Where do we go from here?

This is the million dollar question. In fact, Intel has made it a $12 million question with their new Visual Computing Institute in Germany that opened last week. Focusing on hardware and software algorithms to make GPU-accelerating computing more widespread, Intel has put a huge gamble that their new Larrabee chip can give them a door into the upcoming GPU-accelerated computing revolution. NVidia and ATI (now AMD) have had a long-fought duel over who will win, and only now are we beginning to see a serious third player in Intel arrive.

OpenCL is also emerging as a standard library to provide cross-platform support for GPGPU algorithms. Currently most solutions are restricted to only a single GPU-vendor, but OpenCL promises to do for GPU-computing what OpenGL did for GPU-rendering.
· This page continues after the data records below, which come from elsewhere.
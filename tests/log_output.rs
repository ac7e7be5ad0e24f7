//! Integration tests for records sent to the `log` facade.
//!
//! A capturing logger is installed once for this test binary.
//!
//! NOTE: All tests use #[serial] because they share the captured record list.

use log::{Level, LevelFilter, Log, Metadata, Record};
use serial_test::serial;
use singleton_cache::{
    LoggerConfig, LoggerHandle, Managed, ProducerConfig, ProducerHandle, RegistryApi,
    SingletonRegistry,
};
use std::sync::{Arc, Mutex, Once};

struct Capture {
    records: Mutex<Vec<(Level, String, String)>>,
}

impl Log for Capture {
    fn enabled(&self, _metadata: &Metadata) -> bool {
        true
    }

    fn log(&self, record: &Record) {
        self.records.lock().unwrap().push((
            record.level(),
            record.target().to_string(),
            record.args().to_string(),
        ));
    }

    fn flush(&self) {}
}

static CAPTURE: Capture = Capture {
    records: Mutex::new(Vec::new()),
};

static INIT: Once = Once::new();

fn captured() -> &'static Capture {
    INIT.call_once(|| {
        log::set_logger(&CAPTURE).unwrap();
        log::set_max_level(LevelFilter::Trace);
    });
    CAPTURE.records.lock().unwrap().clear();
    &CAPTURE
}

fn take(capture: &Capture, level: Level) -> Vec<(String, String)> {
    capture
        .records
        .lock()
        .unwrap()
        .iter()
        .filter(|(l, _, _)| *l == level)
        .map(|(_, target, message)| (target.clone(), message.clone()))
        .collect()
}

#[test]
#[serial]
fn test_warns_when_arguments_differ() {
    let capture = captured();
    let registry = SingletonRegistry::new();

    let _: Arc<ProducerHandle> = registry.get_or_create(ProducerConfig::new("a:1")).unwrap();
    let _: Arc<ProducerHandle> = registry.get_or_create(ProducerConfig::new("b:2")).unwrap();

    let warnings = take(capture, Level::Warn);
    assert_eq!(warnings.len(), 1);
    let (_, message) = &warnings[0];
    assert!(message.contains("ProducerHandle"));
    assert!(message.contains("a:1"));
    assert!(message.contains("b:2"));
}

#[test]
#[serial]
fn test_no_warning_for_equal_arguments() {
    let capture = captured();
    let registry = SingletonRegistry::new();

    for _ in 0..3 {
        let _: Arc<ProducerHandle> = registry.get_or_create(ProducerConfig::default()).unwrap();
    }

    assert!(take(capture, Level::Warn).is_empty());
}

#[test]
#[serial]
fn test_warns_when_closure_built_instance_gets_arguments() {
    let capture = captured();
    let registry = SingletonRegistry::new();

    let _ = registry
        .get_or_try_init(|| LoggerHandle::construct(&LoggerConfig::for_module("default")))
        .unwrap();
    let _: Arc<LoggerHandle> = registry
        .get_or_create(LoggerConfig::for_module("later"))
        .unwrap();

    let warnings = take(capture, Level::Warn);
    assert_eq!(warnings.len(), 1);
    assert!(warnings[0].1.contains("without arguments"));
}

#[test]
#[serial]
fn test_construction_is_logged_at_debug() {
    let capture = captured();
    let registry = SingletonRegistry::new();

    let _ = registry.get_or_init(|| 5u32).unwrap();

    let debug = take(capture, Level::Debug);
    assert!(debug
        .iter()
        .any(|(_, message)| message == "constructed single instance of u32"));
}

#[test]
#[serial]
fn test_scoped_logger_uses_its_target() {
    let capture = captured();
    let registry = SingletonRegistry::new();

    let handle: Arc<LoggerHandle> = registry
        .get_or_create(LoggerConfig::for_module(module_path!()))
        .unwrap();
    let logger = handle.logger();

    assert!(logger.enabled(Level::Info));
    logger.info("service started");
    logger.error(format_args!("{} failures", 2));

    let info = take(capture, Level::Info);
    assert_eq!(
        info,
        vec![(module_path!().to_string(), "service started".to_string())]
    );
    let errors = take(capture, Level::Error);
    assert_eq!(errors[0].1, "2 failures");
}
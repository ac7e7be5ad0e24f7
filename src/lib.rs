//! # Singleton Cache
//!
//! Lazy, type-keyed, single-instance construction.
//!
//! A registry holds at most one instance per type. The first request for a type constructs it;
//! every later request gets the same `Arc` back, whatever arguments it passes. A failed
//! construction caches nothing, so the next request tries again.
//!
//! ## Quick Start
//!
//! ```rust
//! use singleton_cache::{ProducerConfig, ProducerHandle, RegistryApi, SingletonRegistry};
//! use std::sync::Arc;
//!
//! let registry = SingletonRegistry::new();
//!
//! let producer: Arc<ProducerHandle> = registry.get_or_create(ProducerConfig::default()).unwrap();
//! let again: Arc<ProducerHandle> = registry.get_or_create(ProducerConfig::default()).unwrap();
//!
//! assert!(Arc::ptr_eq(&producer, &again));
//! ```
//!
//! ## Features
//!
//! - **Thread-safe**: exactly one construction per type even under concurrent requests
//! - **Injectable**: [`SingletonRegistry`] is a plain value; [`define_registry!`] gives a
//!   module-scoped one when a process-wide access point is needed
//! - **Retryable**: constructor errors are returned as-is and leave nothing behind
//! - **Tracing support**: optional callback for monitoring registry operations
//!
//! ## Main Items
//!
//! - [`Managed`] - Opt a type into argument-driven construction
//! - [`RegistryApi::get_or_create`] - Get or construct a managed instance
//! - [`RegistryApi::get_or_try_init`] - Get or construct with a closure
//! - [`RegistryApi::get`] - Retrieve an already constructed instance
//! - [`RegistryApi::set_trace_callback`] - Observe registry operations

mod logger;
mod macros;
mod managed;
mod producer;
mod registry;
mod registry_error;
mod registry_event;
mod registry_trait;

pub use logger::{LoggerConfig, LoggerError, LoggerHandle, ScopedLogger};
pub use managed::Managed;
pub use producer::{
    BrokerEndpoint, BrokerProducer, ProducerConfig, ProducerError, ProducerHandle,
    BOOTSTRAP_SERVERS_ENV, DEFAULT_BOOTSTRAP_SERVERS,
};
pub use registry::SingletonRegistry;
pub use registry_error::RegistryError;
pub use registry_event::RegistryEvent;
pub use registry_trait::{RegistryApi, TraceCallback};

#[doc(hidden)]
pub use registry_trait::{Storage, TraceSlot};
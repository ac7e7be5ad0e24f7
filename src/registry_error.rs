use thiserror::Error;

/// Failures raised by the registry itself.
///
/// Constructor failures never show up here: `get_or_create` and `get_or_try_init` return the
/// constructor's own error value untouched. Managed error types only need a `From<RegistryError>`
/// conversion so these variants can travel through the same `Result`.
#[derive(Debug, Clone, PartialEq, Eq, Error)]
pub enum RegistryError {
    #[error("Type not found in registry: {type_name}")]
    TypeNotFound { type_name: &'static str },

    #[error("Type mismatch in registry for type: {type_name}")]
    TypeMismatch { type_name: &'static str },
}
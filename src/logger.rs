//! Logging service handle managed by a registry.

use std::fmt;

use log::Level;
use thiserror::Error;

use crate::{Managed, RegistryError};

#[derive(Debug, Clone, PartialEq, Eq, Error)]
pub enum LoggerError {
    #[error("logger target must not be empty")]
    EmptyTarget,

    #[error(transparent)]
    Registry(#[from] RegistryError),
}

#[derive(Debug, Clone, PartialEq, Eq)]
pub struct LoggerConfig {
    /// Target attached to every record, normally the caller's `module_path!()`.
    pub target: String,
}

impl LoggerConfig {
    pub fn for_module(module: impl Into<String>) -> Self {
        Self {
            target: module.into(),
        }
    }
}

/// Forwards records to the `log` facade under a fixed target.
///
/// Which records are kept and where they go is decided by whatever logger the application
/// installs.
#[derive(Debug, Clone)]
pub struct ScopedLogger {
    target: String,
}

impl ScopedLogger {
    pub fn target(&self) -> &str {
        &self.target
    }

    pub fn enabled(&self, level: Level) -> bool {
        log::log_enabled!(target: &self.target, level)
    }

    pub fn log(&self, level: Level, message: impl fmt::Display) {
        log::log!(target: &self.target, level, "{message}");
    }

    pub fn error(&self, message: impl fmt::Display) {
        self.log(Level::Error, message);
    }

    pub fn warn(&self, message: impl fmt::Display) {
        self.log(Level::Warn, message);
    }

    pub fn info(&self, message: impl fmt::Display) {
        self.log(Level::Info, message);
    }

    pub fn debug(&self, message: impl fmt::Display) {
        self.log(Level::Debug, message);
    }

    pub fn trace(&self, message: impl fmt::Display) {
        self.log(Level::Trace, message);
    }
}

/// The registry-managed wrapper around a scoped logger.
#[derive(Debug)]
pub struct LoggerHandle {
    logger: ScopedLogger,
}

impl LoggerHandle {
    pub fn logger(&self) -> &ScopedLogger {
        &self.logger
    }
}

impl Managed for LoggerHandle {
    type Args = LoggerConfig;
    type Error = LoggerError;

    fn construct(config: &LoggerConfig) -> Result<Self, Self::Error> {
        let target = config.target.trim();
        if target.is_empty() {
            return Err(LoggerError::EmptyTarget);
        }

        Ok(Self {
            logger: ScopedLogger {
                target: target.to_string(),
            },
        })
    }
}
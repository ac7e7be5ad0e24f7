//! The contract a type implements to have its instances gated through a registry.

use std::fmt::Debug;

use crate::RegistryError;

/// A type whose single instance is constructed lazily by a registry.
///
/// The registry calls [`Managed::construct`] at most once per registry for each implementing
/// type. The arguments of that first successful call are remembered; arguments passed on later
/// requests are compared against them and discarded.
///
/// # Examples
///
/// ```rust
/// use singleton_cache::{Managed, RegistryApi, RegistryError, SingletonRegistry};
/// use std::sync::Arc;
///
/// struct Pool {
///     size: usize,
/// }
///
/// impl Managed for Pool {
///     type Args = usize;
///     type Error = RegistryError;
///
///     fn construct(size: &usize) -> Result<Self, Self::Error> {
///         Ok(Pool { size: *size })
///     }
/// }
///
/// let registry = SingletonRegistry::new();
/// let a: Arc<Pool> = registry.get_or_create(4).unwrap();
/// let b: Arc<Pool> = registry.get_or_create(8).unwrap();
///
/// assert!(Arc::ptr_eq(&a, &b));
/// assert_eq!(b.size, 4);
/// ```
pub trait Managed: Sized + Send + Sync + 'static {
    /// Arguments needed to build a fresh instance.
    type Args: Debug + PartialEq + Clone + Send + Sync + 'static;

    /// Failure raised by [`Managed::construct`].
    type Error: From<RegistryError>;

    fn construct(args: &Self::Args) -> Result<Self, Self::Error>;
}
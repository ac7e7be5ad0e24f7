//! Macros for creating module-scoped singleton registries.

/// Creates a module-scoped singleton registry with a single macro invocation.
///
/// The macro generates a module containing:
/// - Slot storage static (hidden)
/// - Trace callback static (hidden)
/// - An `Api` struct that implements `RegistryApi`
/// - Free functions delegating to it
///
/// Prefer an owned [`SingletonRegistry`](crate::SingletonRegistry) wherever it can be passed
/// around; this macro is for the cases that need a process-wide access point.
///
/// # Examples
///
/// ```rust
/// use singleton_cache::define_registry;
/// use std::sync::Arc;
///
/// define_registry!(global);
///
/// let a: Arc<i32> = global::get_or_init(|| 42).unwrap();
/// let b: Arc<i32> = global::get_or_init(|| 7).unwrap();
///
/// assert!(Arc::ptr_eq(&a, &b));
/// assert_eq!(*global::get::<i32>().unwrap(), 42);
/// ```
///
/// # Multiple Registries
///
/// Each invocation is isolated:
///
/// ```rust
/// use singleton_cache::define_registry;
///
/// define_registry!(messaging);
/// define_registry!(telemetry);
///
/// messaging::get_or_init(|| "broker".to_string()).unwrap();
///
/// assert!(messaging::contains::<String>());
/// assert!(!telemetry::contains::<String>());
/// ```
///
/// # Trait-Based Usage
///
/// ```rust
/// use singleton_cache::{define_registry, RegistryApi};
///
/// define_registry!(app);
///
/// let value = app::API.get_or_init(|| 100i32).unwrap();
/// assert_eq!(*value, 100);
/// ```
#[macro_export]
macro_rules! define_registry {
    ($name:ident) => {
        pub mod $name {
            use std::sync::{Arc, LazyLock, Mutex};

            // Slot storage (module-private)
            static STORAGE: LazyLock<$crate::Storage> =
                LazyLock::new(|| Mutex::new(std::collections::HashMap::new()));

            // Trace callback storage (module-private)
            static TRACE: $crate::TraceSlot = Mutex::new(None);

            /// Zero-sized type that implements the registry API over the module statics.
            pub struct Api;

            impl $crate::RegistryApi for Api {
                fn storage(&self) -> &$crate::Storage {
                    &STORAGE
                }

                fn trace(&self) -> &$crate::TraceSlot {
                    &TRACE
                }
            }

            /// Convenient constant for accessing the registry API.
            pub const API: Api = Api;

            /// Return the single instance of `T`, constructing it from `args` on first request.
            pub fn get_or_create<T: $crate::Managed>(args: T::Args) -> Result<Arc<T>, T::Error> {
                use $crate::RegistryApi;
                API.get_or_create(args)
            }

            /// Return the single instance of `T`, building it with `init` on first request.
            pub fn get_or_try_init<T, E>(init: impl FnOnce() -> Result<T, E>) -> Result<Arc<T>, E>
            where
                T: Send + Sync + 'static,
                E: From<$crate::RegistryError>,
            {
                use $crate::RegistryApi;
                API.get_or_try_init(init)
            }

            /// Infallible form of `get_or_try_init`.
            pub fn get_or_init<T: Send + Sync + 'static>(
                init: impl FnOnce() -> T,
            ) -> Result<Arc<T>, $crate::RegistryError> {
                use $crate::RegistryApi;
                API.get_or_init(init)
            }

            /// Retrieve the instance of `T` without constructing it.
            pub fn get<T: Send + Sync + 'static>() -> Result<Arc<T>, $crate::RegistryError> {
                use $crate::RegistryApi;
                API.get()
            }

            /// Check whether an instance of `T` has been constructed.
            pub fn contains<T: Send + Sync + 'static>() -> bool {
                use $crate::RegistryApi;
                API.contains::<T>()
            }

            /// Set a tracing callback for registry operations.
            pub fn set_trace_callback(
                callback: impl Fn(&$crate::RegistryEvent) + Send + Sync + 'static,
            ) {
                use $crate::RegistryApi;
                API.set_trace_callback(callback)
            }

            /// Clear the tracing callback.
            pub fn clear_trace_callback() {
                use $crate::RegistryApi;
                API.clear_trace_callback()
            }
        }
    };
}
By providing a standard API that can be implemented and supported by multiple vendors, costs should fall for the consumer and opportunities rise for developers. Also, each vendor will undoubtedly implement custom proprietary extensions to the spec (just as they did with OpenGL) allowing innovations to direct and steer the API where the users and developers want it.

With a cross-vendor API and improved algorithms, the last hurdle is simply widespread adoption. Unknown to many, Intel currently holds the title as the #1 graphics chip vendor in the world. How, you ask? The Intel Integrated graphics chip is built into so many low-end PC motherboards that it has essentially become “free” to manufacturers, and millions of them have been deployed worldwide. If all you plan to do is surf the net or use Microsoft Word, a graphics card is not a priority item. If the “big 3” graphics vendors (AMD, NVidia, & Intel) release a comparable chip that has OpenCL compatibility and that can unseat this ancient chipset, then we could see OpenCL-compatible systems become the norm rather than the object of a few specialized users.